Exercise aim ▸
Give only the lines from the one containing "self.is_unlimited() || self.allowed" through the end of the material below, exactly as written.

Listed entries ▸
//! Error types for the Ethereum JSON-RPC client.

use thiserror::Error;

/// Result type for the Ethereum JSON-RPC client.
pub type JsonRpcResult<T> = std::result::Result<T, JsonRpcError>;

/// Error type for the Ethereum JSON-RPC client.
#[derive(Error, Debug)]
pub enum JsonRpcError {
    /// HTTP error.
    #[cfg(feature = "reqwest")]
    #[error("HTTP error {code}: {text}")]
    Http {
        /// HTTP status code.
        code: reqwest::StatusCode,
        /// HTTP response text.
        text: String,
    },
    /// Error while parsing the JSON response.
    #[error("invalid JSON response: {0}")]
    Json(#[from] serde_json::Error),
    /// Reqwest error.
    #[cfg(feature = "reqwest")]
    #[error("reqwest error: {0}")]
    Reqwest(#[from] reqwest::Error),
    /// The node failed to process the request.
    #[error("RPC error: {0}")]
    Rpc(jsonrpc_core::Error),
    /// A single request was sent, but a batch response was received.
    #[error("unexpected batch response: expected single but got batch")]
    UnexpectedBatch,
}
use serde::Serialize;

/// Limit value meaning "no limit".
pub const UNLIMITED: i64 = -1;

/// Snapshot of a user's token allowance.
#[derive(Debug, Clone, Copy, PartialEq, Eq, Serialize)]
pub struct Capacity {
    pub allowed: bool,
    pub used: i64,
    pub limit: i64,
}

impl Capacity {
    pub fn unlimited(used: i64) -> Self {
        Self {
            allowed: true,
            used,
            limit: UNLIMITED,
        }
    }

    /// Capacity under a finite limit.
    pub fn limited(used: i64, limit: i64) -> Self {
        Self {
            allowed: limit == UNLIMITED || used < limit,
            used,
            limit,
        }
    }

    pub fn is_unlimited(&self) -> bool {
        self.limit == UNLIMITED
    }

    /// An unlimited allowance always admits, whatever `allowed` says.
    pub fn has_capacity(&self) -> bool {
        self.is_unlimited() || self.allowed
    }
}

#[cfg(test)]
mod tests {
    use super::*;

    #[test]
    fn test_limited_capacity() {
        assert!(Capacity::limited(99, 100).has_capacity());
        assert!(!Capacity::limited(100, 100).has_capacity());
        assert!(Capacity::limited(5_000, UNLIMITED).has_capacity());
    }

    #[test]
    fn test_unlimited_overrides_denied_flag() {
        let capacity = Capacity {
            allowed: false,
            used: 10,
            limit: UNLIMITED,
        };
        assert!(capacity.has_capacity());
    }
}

Task solution ▸
        self.is_unlimited() || self.allowed
    }
}

#[cfg(test)]
mod tests {
    use super::*;

    #[test]
    fn test_limited_capacity() {
        assert!(Capacity::limited(99, 100).has_capacity());
        assert!(!Capacity::limited(100, 100).has_capacity());
        assert!(Capacity::limited(5_000, UNLIMITED).has_capacity());
    }

    #[test]
    fn test_unlimited_overrides_denied_flag() {
        let capacity = Capacity {
            allowed: false,
            used: 10,
            limit: UNLIMITED,
        };
        assert!(capacity.has_capacity());
    }
}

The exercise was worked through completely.